Starting at the top of the records, output every line through the one that contains "use async_trait::async_trait;", keeping each exactly as it appears.

[Saved entries]

*** Block opens ***

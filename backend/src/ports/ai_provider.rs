//! AI Provider Port - Interface for LLM text completion.
//!
//! The generation gateway renders its prompt templates into a
//! [`CompletionRequest`] and hands it to an `AIProvider`. Providers only
//! deal in text; parsing the JSON answer is the gateway's job.
//!
//! # Example
//!
//! ```ignore
//! let request = CompletionRequest::new(RequestMetadata::new("discover_segments", "trace-1"))
//!     .with_system_prompt("You are a marketing expert.")
//!     .with_message(MessageRole::User, "Business Type: F&B ...")
//!     .with_max_tokens(1024);
//!
//! let response = provider.complete(request).await?;
//! ```

use async_trait::async_trait;
use serde::{Deserialize, Serialize};

/// Port for LLM provider interactions.
#[async_trait]
pub trait AIProvider: Send + Sync {
    /// Generates a single, non-streaming completion.
    async fn complete(&self, request: CompletionRequest) -> Result<CompletionResponse, AIError>;

    /// Provider name, model and limits.
    fn provider_info(&self) -> ProviderInfo;
}

/// One prompt for one suggestion operation.
#[derive(Debug, Clone)]
pub struct CompletionRequest {
    pub messages: Vec<Message>,
    pub system_prompt: Option<String>,
    /// Provider default when unset.
    pub max_tokens: Option<u32>,
    pub temperature: Option<f32>,
    pub metadata: RequestMetadata,
}

impl CompletionRequest {
    pub fn new(metadata: RequestMetadata) -> Self {
        Self {
            messages: Vec::new(),
            system_prompt: None,
            max_tokens: None,
            temperature: None,
            metadata,
        }
    }

    pub fn with_message(mut self, role: MessageRole, content: impl Into<String>) -> Self {
        self.messages.push(Message {
            role,
            content: content.into(),
        });
        self
    }

    pub fn with_system_prompt(mut self, prompt: impl Into<String>) -> Self {
        self.system_prompt = Some(prompt.into());
        self
    }

    pub fn with_max_tokens(mut self, max: u32) -> Self {
        self.max_tokens = Some(max);
        self
    }

    pub fn with_temperature(mut self, temp: f32) -> Self {
        self.temperature = Some(temp);
        self
    }

    /// Text of the last user message, if any.
    pub fn last_user_message(&self) -> Option<&str> {
        self.messages
            .iter()
            .rev()
            .find(|m| m.role == MessageRole::User)
            .map(|m| m.content.as_str())
    }
}

#[derive(Debug, Clone, PartialEq, Eq, Serialize, Deserialize)]
pub struct Message {
    pub role: MessageRole,
    pub content: String,
}

/// Sender role. Gateway prompts only ever send `User` turns.
#[derive(Debug, Clone, Copy, PartialEq, Eq, Hash, Serialize, Deserialize)]
#[serde(rename_all = "lowercase")]
pub enum MessageRole {
    System,
    User,
    Assistant,
}

/// Correlates a provider call with the wizard operation that issued it.
#[derive(Debug, Clone)]
pub struct RequestMetadata {
    /// e.g. `discover_segments`.
    pub operation: String,
    pub trace_id: String,
}

impl RequestMetadata {
    pub fn new(operation: impl Into<String>, trace_id: impl Into<String>) -> Self {
        Self {
            operation: operation.into(),
            trace_id: trace_id.into(),
        }
    }
}

/// Raw completion text plus accounting. The text is expected to hold one
/// JSON object but nothing here checks that.
#[derive(Debug, Clone)]
pub struct CompletionResponse {
    pub content: String,
    pub usage: TokenUsage,
    pub model: String,
    pub finish_reason: FinishReason,
}

#[derive(Debug, Clone, Default, PartialEq, Eq, Serialize, Deserialize)]
pub struct TokenUsage {
    pub prompt_tokens: u32,
    pub completion_tokens: u32,
    pub total_tokens: u32,
}

impl TokenUsage {
    pub fn new(prompt_tokens: u32, completion_tokens: u32) -> Self {
        Self {
            prompt_tokens,
            completion_tokens,
            total_tokens: prompt_tokens + completion_tokens,
        }
    }
}

/// Why generation ended. Anything but `Stop` means the JSON object is
/// probably incomplete.
#[derive(Debug, Clone, Copy, PartialEq, Eq, Hash, Serialize, Deserialize)]
#[serde(rename_all = "snake_case")]
pub enum FinishReason {
    Stop,
    /// Ran into `max_tokens`.
    Length,
    ContentFilter,
}

#[derive(Debug, Clone, Serialize, Deserialize)]
pub struct ProviderInfo {
    pub name: String,
    pub model: String,
    pub max_context_tokens: u32,
}

impl ProviderInfo {
    pub fn new(name: impl Into<String>, model: impl Into<String>, max_context_tokens: u32) -> Self {
        Self {
            name: name.into(),
            model: model.into(),
            max_context_tokens,
        }
    }
}

/// Provider-level failures. The gateway folds these into `GenerationError`.
#[derive(Debug, Clone, thiserror::Error)]
pub enum AIError {
    #[error("rate limited: retry after {retry_after_secs}s")]
    RateLimited { retry_after_secs: u32 },

    #[error("content filtered: {reason}")]
    ContentFiltered { reason: String },

    #[error("provider unavailable: {message}")]
    Unavailable { message: String },

    /// API key missing or rejected.
    #[error("authentication failed")]
    AuthenticationFailed,

    #[error("network error: {0}")]
    Network(String),

    /// The provider's envelope could not be decoded.
    #[error("parse error: {0}")]
    Parse(String),

    #[error("invalid request: {0}")]
    InvalidRequest(String),

    #[error("request timed out after {timeout_secs}s")]
    Timeout { timeout_secs: u32 },
}

impl AIError {
    pub fn rate_limited(retry_after_secs: u32) -> Self {
        Self::RateLimited { retry_after_secs }
    }

    pub fn content_filtered(reason: impl Into<String>) -> Self {
        Self::ContentFiltered {
            reason: reason.into(),
        }
    }

    pub fn unavailable(message: impl Into<String>) -> Self {
        Self::Unavailable {
            message: message.into(),
        }
    }

    pub fn network(message: impl Into<String>) -> Self {
        Self::Network(message.into())
    }

    pub fn parse(message: impl Into<String>) -> Self {
        Self::Parse(message.into())
    }

    /// Transient failures worth another attempt within the deadline.
    pub fn is_retryable(&self) -> bool {
        matches!(
            self,
            AIError::RateLimited { .. }
                | AIError::Unavailable { .. }
                | AIError::Network(_)
                | AIError::Timeout { .. }
        )
    }
}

*** Block closes ***

Response:
filename backend/src/ports/ai_provider.rs
//! AI Provider Port - Interface for LLM text completion.
//!
//! The generation gateway renders its prompt templates into a
//! [`CompletionRequest`] and hands it to an `AIProvider`. Providers only
//! deal in text; parsing the JSON answer is the gateway's job.
//!
//! # Example
//!
//! ```ignore
//! let request = CompletionRequest::new(RequestMetadata::new("discover_segments", "trace-1"))
//!     .with_system_prompt("You are a marketing expert.")
//!     .with_message(MessageRole::User, "Business Type: F&B ...")
//!     .with_max_tokens(1024);
//!
//! let response = provider.complete(request).await?;
//! ```

use async_trait::async_trait;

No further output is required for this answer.